1. INTO THE PRIMITIVE
Buck did not read the newspapers, or he would have known that trouble was brewing, not alone for himself, but for every tidewater dog, strong of muscle and with warm, long hair, from Puget Sound to San Diego. Because men, groping in the Arctic darkness, had found a yellow metal, and because steamship and transportation companies were booming the find, thousands of men were rushing into the Northland. These men wanted dogs, and the dogs they wanted were heavy dogs, with strong muscles by which to toil, and furry coats to protect them from the frost.

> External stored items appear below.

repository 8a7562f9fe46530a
use crate::model::user::UserId;
use serde::{Deserialize, Serialize};

#[derive(Debug, Clone, PartialEq, Serialize, Deserialize)]
pub struct IceServerConfig {
    pub urls: Vec<String>,
    pub username: Option<String>,
    pub credential: Option<String>,
}

#[derive(Debug, Clone, Copy, PartialEq, Eq, Serialize, Deserialize)]
#[serde(rename_all = "lowercase")]
pub enum DescriptorKind {
    Offer,
    Answer,
}

/// Session description. The sdp body is never inspected here; it travels
/// between the wire and the media engine untouched.
#[derive(Debug, Clone, PartialEq, Eq, Serialize, Deserialize)]
pub struct Descriptor {
    #[serde(rename = "type")]
    pub kind: DescriptorKind,
    pub sdp: String,
}

impl Descriptor {
    pub fn offer(sdp: impl Into<String>) -> Self {
        Self {
            kind: DescriptorKind::Offer,
            sdp: sdp.into(),
        }
    }

    pub fn answer(sdp: impl Into<String>) -> Self {
        Self {
            kind: DescriptorKind::Answer,
            sdp: sdp.into(),
        }
    }
}

/// One trickled connectivity candidate, shaped like `RTCIceCandidateInit`.
#[derive(Debug, Clone, PartialEq, Eq, Serialize, Deserialize)]
#[serde(rename_all = "camelCase")]
pub struct IceCandidate {
    pub candidate: String,
    #[serde(default)]
    pub sdp_mid: Option<String>,
    #[serde(default)]
    pub sdp_m_line_index: Option<u16>,
    #[serde(default, skip_serializing_if = "Option::is_none")]
    pub username_fragment: Option<String>,
}

impl IceCandidate {
    pub fn new(candidate: impl Into<String>) -> Self {
        Self {
            candidate: candidate.into(),
            sdp_mid: None,
            sdp_m_line_index: None,
            username_fragment: None,
        }
    }
}

#[derive(Debug, Clone, PartialEq, Serialize, Deserialize)]
#[serde(tag = "type", rename_all = "kebab-case", rename_all_fields = "camelCase")]
pub enum SignalMessage {
    Id {
        id: UserId,
    },
    Username {
        name: String,
        #[serde(default)]
        id: Option<UserId>,
    },
    #[serde(rename = "rejectusername")]
    RejectUsername {
        name: String,
    },
    #[serde(rename = "userlist")]
    UserList {
        users: Vec<String>,
    },
    VideoOffer {
        #[serde(default)]
        name: String,
        sdp: Descriptor,
    },
    VideoAnswer {
        #[serde(default)]
        name: String,
        sdp: Descriptor,
    },
    /// `candidate: null` marks the end of the remote candidate sequence.
    NewIceCandidate {
        #[serde(default)]
        candidate: Option<IceCandidate>,
    },
    HangUp {
        #[serde(default)]
        name: String,
    },
    JoinRoom,
    LeaveRoom,
    JoinSuccess {
        user_id: UserId,
        #[serde(default)]
        members: Vec<UserId>,
    },
    JoinRejected {
        reason: String,
    },
    UserJoined {
        user_id: UserId,
    },
    UserLeft {
        user_id: UserId,
    },
    Chat {
        message: String,
    },
}

impl SignalMessage {
    pub const KNOWN_TYPES: &'static [&'static str] = &[
        "id",
        "username",
        "rejectusername",
        "userlist",
        "video-offer",
        "video-answer",
        "new-ice-candidate",
        "hang-up",
        "join-room",
        "leave-room",
        "join-success",
        "join-rejected",
        "user-joined",
        "user-left",
        "chat",
    ];

    pub fn kind(&self) -> &'static str {
        match self {
            SignalMessage::Id { .. } => "id",
            SignalMessage::Username { .. } => "username",
            SignalMessage::RejectUsername { .. } => "rejectusername",
            SignalMessage::UserList { .. } => "userlist",
            SignalMessage::VideoOffer { .. } => "video-offer",
            SignalMessage::VideoAnswer { .. } => "video-answer",
            SignalMessage::NewIceCandidate { .. } => "new-ice-candidate",
            SignalMessage::HangUp { .. } => "hang-up",
            SignalMessage::JoinRoom => "join-room",
            SignalMessage::LeaveRoom => "leave-room",
            SignalMessage::JoinSuccess { .. } => "join-success",
            SignalMessage::JoinRejected { .. } => "join-rejected",
            SignalMessage::UserJoined { .. } => "user-joined",
            SignalMessage::UserLeft { .. } => "user-left",
            SignalMessage::Chat { .. } => "chat",
        }
    }

    /// Messages one peer addresses to another through the relay.
    pub fn is_peer_message(&self) -> bool {
        matches!(
            self,
            SignalMessage::VideoOffer { .. }
                | SignalMessage::VideoAnswer { .. }
                | SignalMessage::NewIceCandidate { .. }
                | SignalMessage::HangUp { .. }
                | SignalMessage::Chat { .. }
        )
    }
}
mod test_lobby_usernames;
use crate::config::CandidatePolicy;
use crate::engine::PeerSession;
use crate::error::NegotiationError;
use switchboard_core::{IceCandidate, SignalMessage};
use tracing::debug;

impl PeerSession {
    pub(super) async fn handle_remote_candidate(
        &mut self,
        candidate: Option<IceCandidate>,
    ) -> Result<(), NegotiationError> {
        if self.ignore_offer {
            debug!("Discarding candidate of ignored offer from {}", self.remote);
            return Ok(());
        }

        if !self.remote_descriptor_applied {
            match self.config.candidate_policy {
                CandidatePolicy::Buffer => {
                    debug!(
                        "Buffering early candidate from {} ({} pending)",
                        self.remote,
                        self.pending_candidates.len() + 1
                    );
                    self.pending_candidates.push(candidate);
                }
                CandidatePolicy::Drop => {
                    debug!("Dropping early candidate from {}", self.remote);
                }
            }
            return Ok(());
        }

        self.capability.add_candidate(candidate.as_ref()).await?;
        Ok(())
    }

    /// Applies buffered candidates in arrival order.
    pub(super) async fn flush_pending_candidates(&mut self) {
        if self.pending_candidates.is_empty() {
            return;
        }

        let pending = std::mem::take(&mut self.pending_candidates);
        debug!(
            "Applying {} buffered candidates from {}",
            pending.len(),
            self.remote
        );
        for candidate in pending {
            if let Err(e) = self.capability.add_candidate(candidate.as_ref()).await {
                debug!("Buffered candidate from {} rejected: {}", self.remote, e);
            }
        }
    }

    pub(super) fn send_local_candidate(&self, candidate: Option<IceCandidate>) {
        self.send(SignalMessage::NewIceCandidate { candidate });
    }
}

Buck lived at a big house in the sun-kissed Santa Clara Valley. Judge Miller’s place, it was called. It stood back from the road, half hidden among the trees, through which glimpses could be caught of the wide, cool veranda that ran around its four sides. The house was approached by graveled driveways which wound about through wide-spreading lawns and under the interlacing boughs of tall poplars. At the rear things were on even a more spacious scale than at the front. There were great stables, where a dozen grooms and boys held forth, rows of vine-clad servants’ cottages, an endless and orderly array of outhouses, long grape arbors, green pastures, orchards, and berry patches. Then there was the pumping plant for the artesian well, and the big cement tank where Judge Miller’s boys took their morning plunge and kept cool in the hot afternoon.

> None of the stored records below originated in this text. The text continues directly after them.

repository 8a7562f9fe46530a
use crate::error::RelayError;
use crate::room::room_command::{LeaveOutcome, RoomCommand};
use crate::signaling::SignalingOutput;
use std::collections::BTreeSet;
use std::sync::Arc;
use switchboard_core::{Envelope, RoomId, SignalMessage, UserId};
use tokio::sync::mpsc;
use tracing::{debug, info, warn};

/// One room's actor. Membership changes and the broadcasts announcing them
/// happen inside a single command, so concurrent joins and leaves on the
/// same room are serialized. The actor exits as soon as the room is empty.
pub struct Room {
    id: RoomId,
    members: BTreeSet<UserId>,
    command_rx: mpsc::Receiver<RoomCommand>,
    signaling: Arc<dyn SignalingOutput>,
}

impl Room {
    pub fn new(
        id: RoomId,
        command_rx: mpsc::Receiver<RoomCommand>,
        signaling: Arc<dyn SignalingOutput>,
    ) -> Self {
        Self {
            id,
            members: BTreeSet::new(),
            command_rx,
            signaling,
        }
    }

    pub async fn run(mut self) {
        info!("Room {} event loop started", self.id);

        while let Some(cmd) = self.command_rx.recv().await {
            self.handle_command(cmd).await;

            if self.members.is_empty() {
                info!("Room {} is empty. Shutting down room.", self.id);
                break;
            }
        }

        // Commands still queued are dropped with the receiver; joiners see
        // their reply channel close and retry on a fresh room.
        info!("Room {} event loop finished", self.id);
    }

    async fn handle_command(&mut self, cmd: RoomCommand) {
        match cmd {
            RoomCommand::Join { user_id, reply } => {
                let result = self.join(user_id).await;
                let _ = reply.send(result);
            }

            RoomCommand::Leave { user_id, reply } => {
                let outcome = self.leave(&user_id).await;
                if let Some(reply) = reply {
                    let _ = reply.send(outcome);
                }
            }

            RoomCommand::Relay { envelope } => self.relay(envelope).await,

            RoomCommand::Members { reply } => {
                let _ = reply.send(self.members.iter().cloned().collect());
            }
        }
    }

    async fn join(&mut self, user_id: UserId) -> Result<Vec<UserId>, RelayError> {
        if self.members.contains(&user_id) {
            warn!("{} is already a member of room {}", user_id, self.id);
            return Err(RelayError::DuplicateIdentity(user_id));
        }

        let existing: Vec<UserId> = self.members.iter().cloned().collect();
        self.members.insert(user_id.clone());
        info!(
            "User {} joined room {} ({} members)",
            user_id,
            self.id,
            self.members.len()
        );

        let success = Envelope::new(SignalMessage::JoinSuccess {
            user_id: user_id.clone(),
            members: existing.clone(),
        })
        .in_room(self.id.clone());
        self.signaling.deliver(&user_id, success).await;

        let joined = Envelope::new(SignalMessage::UserJoined {
            user_id: user_id.clone(),
        })
        .in_room(self.id.clone());
        self.broadcast(&joined, Some(&user_id)).await;

        Ok(existing)
    }

    async fn leave(&mut self, user_id: &UserId) -> LeaveOutcome {
        let was_member = self.members.remove(user_id);

        if was_member {
            info!(
                "User {} left room {} ({} members)",
                user_id,
                self.id,
                self.members.len()
            );
            let left = Envelope::new(SignalMessage::UserLeft {
                user_id: user_id.clone(),
            })
            .in_room(self.id.clone());
            self.broadcast(&left, Some(user_id)).await;
        } else {
            debug!("Leave for non-member {} in room {} ignored", user_id, self.id);
        }

        LeaveOutcome {
            was_member,
            remaining: self.members.len(),
        }
    }

    async fn relay(&self, envelope: Envelope) {
        let Some(sender) = envelope.sender.clone() else {
            warn!("Dropping `{}` without sender in room {}", envelope.kind(), self.id);
            return;
        };
        if !self.members.contains(&sender) {
            warn!(
                "Dropping `{}` from {}: not a member of room {}",
                envelope.kind(),
                sender,
                self.id
            );
            return;
        }

        match envelope.target.clone() {
            Some(target) if target == sender => {
                debug!("Dropping `{}` that {} addressed to itself", envelope.kind(), sender);
            }
            Some(target) if self.members.contains(&target) => {
                if !self.signaling.deliver(&target, envelope).await {
                    warn!("Target {} in room {} is unreachable", target, self.id);
                }
            }
            Some(target) => {
                warn!(
                    "Dropping `{}` from {}: target {} is not in room {}",
                    envelope.kind(),
                    sender,
                    target,
                    self.id
                );
            }
            None => self.broadcast(&envelope, Some(&sender)).await,
        }
    }

    async fn broadcast(&self, envelope: &Envelope, except: Option<&UserId>) {
        for member in &self.members {
            if Some(member) == except {
                continue;
            }
            self.signaling.deliver(member, envelope.clone()).await;
        }
    }
}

And over this great demesne Buck ruled. Here he was born, and here he had lived the four years of his life. It was true, there were other dogs. There could not but be other dogs on so vast a place, but they did not count. They came and went, resided in the populous kennels, or lived obscurely in the recesses of the house after the fashion of Toots, the Japanese pug, or Ysabel, the Mexican hairless—strange creatures that rarely put nose out of doors or set foot to ground. On the other hand, there were the fox terriers, a score of them at least, who yelped fearful promises at Toots and Ysabel looking out of the windows at them and protected by a legion of housemaids armed with brooms and mops.

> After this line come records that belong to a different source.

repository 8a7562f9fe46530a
mod signaling_output;
mod signaling_service;
mod ws_handler;

pub use signaling_output::*;
pub use signaling_service::*;
pub use ws_handler::*;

But Buck was neither house dog nor kennel dog. The whole realm was his. He plunged into the swimming tank or went hunting with the Judge’s sons; he escorted Mollie and Alice, the Judge’s daughters, on long twilight or early-morning rambles; on wintry nights he lay at the Judge’s feet before the roaring library fire; he carried the Judge’s grandsons on his back, or rolled them in the grass, and guarded their footsteps through wild adventures down to the fountain in the stable yard, and even beyond, where the paddocks were, and the berry patches. Among the terriers he stalked imperiously, and Toots and Ysabel he utterly ignored, for he was king—king over all creeping, crawling, flying things of Judge Miller’s place, humans included.
His father, Elmo, a huge St. Bernard, had been the Judge’s inseparable companion, and Buck bid fair to follow in the way of his father.